WHAT TO WORK ON:
From the listing below, work out how many lines contain "collect". Reply with that number only.

DATA RECORDS:
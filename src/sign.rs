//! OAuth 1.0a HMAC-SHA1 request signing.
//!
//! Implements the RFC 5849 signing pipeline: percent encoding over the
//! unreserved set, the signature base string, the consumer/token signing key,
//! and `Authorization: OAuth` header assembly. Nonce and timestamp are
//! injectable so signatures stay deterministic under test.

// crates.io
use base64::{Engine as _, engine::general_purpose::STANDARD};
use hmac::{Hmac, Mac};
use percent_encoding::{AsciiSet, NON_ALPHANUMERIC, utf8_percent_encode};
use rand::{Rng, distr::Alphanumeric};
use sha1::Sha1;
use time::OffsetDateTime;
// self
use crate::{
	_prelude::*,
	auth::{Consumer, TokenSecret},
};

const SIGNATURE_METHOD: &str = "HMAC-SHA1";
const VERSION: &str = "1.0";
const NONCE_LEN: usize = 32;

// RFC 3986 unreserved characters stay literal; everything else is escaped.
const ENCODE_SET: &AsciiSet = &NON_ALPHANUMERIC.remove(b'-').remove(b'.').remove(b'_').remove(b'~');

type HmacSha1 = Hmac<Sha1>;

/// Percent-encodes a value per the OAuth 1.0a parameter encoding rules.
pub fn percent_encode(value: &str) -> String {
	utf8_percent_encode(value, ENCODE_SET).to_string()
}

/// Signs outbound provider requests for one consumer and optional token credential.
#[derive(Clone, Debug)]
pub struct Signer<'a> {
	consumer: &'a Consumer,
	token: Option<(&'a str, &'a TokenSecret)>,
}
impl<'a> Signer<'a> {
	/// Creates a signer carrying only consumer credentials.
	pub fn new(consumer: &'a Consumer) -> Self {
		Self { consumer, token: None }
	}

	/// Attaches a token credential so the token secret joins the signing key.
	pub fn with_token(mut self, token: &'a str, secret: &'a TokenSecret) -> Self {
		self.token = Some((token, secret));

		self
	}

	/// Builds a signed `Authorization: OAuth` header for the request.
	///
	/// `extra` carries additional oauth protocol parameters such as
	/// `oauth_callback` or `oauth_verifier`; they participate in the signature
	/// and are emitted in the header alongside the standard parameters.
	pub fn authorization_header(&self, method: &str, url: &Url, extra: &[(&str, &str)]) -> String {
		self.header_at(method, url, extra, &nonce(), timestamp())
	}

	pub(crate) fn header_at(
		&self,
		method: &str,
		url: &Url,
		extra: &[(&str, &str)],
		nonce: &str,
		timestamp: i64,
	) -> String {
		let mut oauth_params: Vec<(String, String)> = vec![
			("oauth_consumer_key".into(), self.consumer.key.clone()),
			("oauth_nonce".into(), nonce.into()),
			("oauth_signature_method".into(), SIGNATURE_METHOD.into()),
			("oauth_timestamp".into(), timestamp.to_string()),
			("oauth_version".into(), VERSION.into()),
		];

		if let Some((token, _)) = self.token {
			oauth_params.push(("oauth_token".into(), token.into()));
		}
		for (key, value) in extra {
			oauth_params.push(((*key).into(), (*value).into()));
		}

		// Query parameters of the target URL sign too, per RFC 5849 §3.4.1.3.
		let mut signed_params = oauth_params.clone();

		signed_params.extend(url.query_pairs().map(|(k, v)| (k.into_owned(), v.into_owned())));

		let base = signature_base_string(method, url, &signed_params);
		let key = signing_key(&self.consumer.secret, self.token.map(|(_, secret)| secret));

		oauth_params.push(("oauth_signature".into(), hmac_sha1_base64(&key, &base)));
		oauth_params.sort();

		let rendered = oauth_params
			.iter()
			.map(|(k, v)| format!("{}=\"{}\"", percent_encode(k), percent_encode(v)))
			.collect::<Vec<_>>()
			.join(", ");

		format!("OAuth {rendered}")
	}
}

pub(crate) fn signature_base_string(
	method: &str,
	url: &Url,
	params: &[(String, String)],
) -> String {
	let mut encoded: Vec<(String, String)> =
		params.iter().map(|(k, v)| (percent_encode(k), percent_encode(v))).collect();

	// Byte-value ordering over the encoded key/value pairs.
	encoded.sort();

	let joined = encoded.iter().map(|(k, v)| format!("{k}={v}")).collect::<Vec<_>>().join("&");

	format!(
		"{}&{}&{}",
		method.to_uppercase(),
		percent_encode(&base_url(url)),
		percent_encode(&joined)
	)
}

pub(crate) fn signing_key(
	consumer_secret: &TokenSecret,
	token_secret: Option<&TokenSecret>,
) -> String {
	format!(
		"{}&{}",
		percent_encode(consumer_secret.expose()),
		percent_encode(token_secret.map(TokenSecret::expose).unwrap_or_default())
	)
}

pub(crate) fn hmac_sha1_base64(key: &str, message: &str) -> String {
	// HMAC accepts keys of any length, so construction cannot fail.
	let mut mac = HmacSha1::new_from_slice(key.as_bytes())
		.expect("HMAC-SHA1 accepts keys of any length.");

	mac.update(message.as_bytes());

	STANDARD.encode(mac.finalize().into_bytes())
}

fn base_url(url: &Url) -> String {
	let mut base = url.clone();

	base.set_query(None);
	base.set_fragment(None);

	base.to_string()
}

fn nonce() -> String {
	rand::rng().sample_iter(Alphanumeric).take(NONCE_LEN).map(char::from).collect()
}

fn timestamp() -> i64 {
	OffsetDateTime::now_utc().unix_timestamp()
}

---

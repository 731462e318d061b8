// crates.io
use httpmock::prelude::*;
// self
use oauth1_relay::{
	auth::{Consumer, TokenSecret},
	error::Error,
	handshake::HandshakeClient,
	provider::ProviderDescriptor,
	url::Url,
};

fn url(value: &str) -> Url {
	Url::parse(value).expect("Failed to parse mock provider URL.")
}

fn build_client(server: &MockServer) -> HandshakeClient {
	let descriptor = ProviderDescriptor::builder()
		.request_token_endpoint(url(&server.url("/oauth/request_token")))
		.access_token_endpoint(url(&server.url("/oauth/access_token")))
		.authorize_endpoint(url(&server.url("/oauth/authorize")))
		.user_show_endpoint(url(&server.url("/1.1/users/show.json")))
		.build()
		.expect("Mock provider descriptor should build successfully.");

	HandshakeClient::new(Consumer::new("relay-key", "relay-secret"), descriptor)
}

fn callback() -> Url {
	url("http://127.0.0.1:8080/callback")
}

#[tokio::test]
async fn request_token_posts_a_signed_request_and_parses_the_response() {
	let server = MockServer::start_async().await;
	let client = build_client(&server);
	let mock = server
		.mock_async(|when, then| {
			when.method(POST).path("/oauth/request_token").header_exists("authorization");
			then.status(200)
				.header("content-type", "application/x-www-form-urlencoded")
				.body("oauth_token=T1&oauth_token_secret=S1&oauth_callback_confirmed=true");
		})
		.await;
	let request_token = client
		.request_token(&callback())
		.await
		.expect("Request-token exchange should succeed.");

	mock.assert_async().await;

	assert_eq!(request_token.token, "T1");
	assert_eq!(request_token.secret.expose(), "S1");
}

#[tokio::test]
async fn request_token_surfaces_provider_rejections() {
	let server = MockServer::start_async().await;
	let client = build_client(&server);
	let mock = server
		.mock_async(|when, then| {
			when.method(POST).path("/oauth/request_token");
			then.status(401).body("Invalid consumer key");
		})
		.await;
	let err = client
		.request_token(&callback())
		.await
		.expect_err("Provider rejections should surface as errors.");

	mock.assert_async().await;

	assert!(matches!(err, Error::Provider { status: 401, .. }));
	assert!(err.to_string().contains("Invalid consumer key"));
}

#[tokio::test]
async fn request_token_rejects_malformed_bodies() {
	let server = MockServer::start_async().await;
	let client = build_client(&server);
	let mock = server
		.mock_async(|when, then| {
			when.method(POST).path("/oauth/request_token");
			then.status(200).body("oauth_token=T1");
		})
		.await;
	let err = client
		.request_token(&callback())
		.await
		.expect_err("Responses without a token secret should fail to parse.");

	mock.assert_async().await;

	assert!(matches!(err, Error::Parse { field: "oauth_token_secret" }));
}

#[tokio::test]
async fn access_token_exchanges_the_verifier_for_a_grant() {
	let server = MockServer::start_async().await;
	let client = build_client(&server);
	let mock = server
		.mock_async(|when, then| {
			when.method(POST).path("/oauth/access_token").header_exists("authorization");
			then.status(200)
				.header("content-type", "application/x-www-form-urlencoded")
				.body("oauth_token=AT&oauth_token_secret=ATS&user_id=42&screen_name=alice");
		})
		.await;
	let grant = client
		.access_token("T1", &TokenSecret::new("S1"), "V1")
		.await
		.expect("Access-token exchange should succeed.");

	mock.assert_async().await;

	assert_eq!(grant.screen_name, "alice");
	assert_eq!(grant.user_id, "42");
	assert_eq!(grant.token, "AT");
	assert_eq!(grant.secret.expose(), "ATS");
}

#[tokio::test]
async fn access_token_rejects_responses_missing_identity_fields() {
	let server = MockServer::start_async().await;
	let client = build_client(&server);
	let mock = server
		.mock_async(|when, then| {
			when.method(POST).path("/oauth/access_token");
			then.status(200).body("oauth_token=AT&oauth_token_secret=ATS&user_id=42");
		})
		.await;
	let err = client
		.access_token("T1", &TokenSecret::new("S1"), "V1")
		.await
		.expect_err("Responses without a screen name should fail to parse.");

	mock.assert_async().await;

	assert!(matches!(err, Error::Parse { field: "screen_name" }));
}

ANSWER SPACE:
4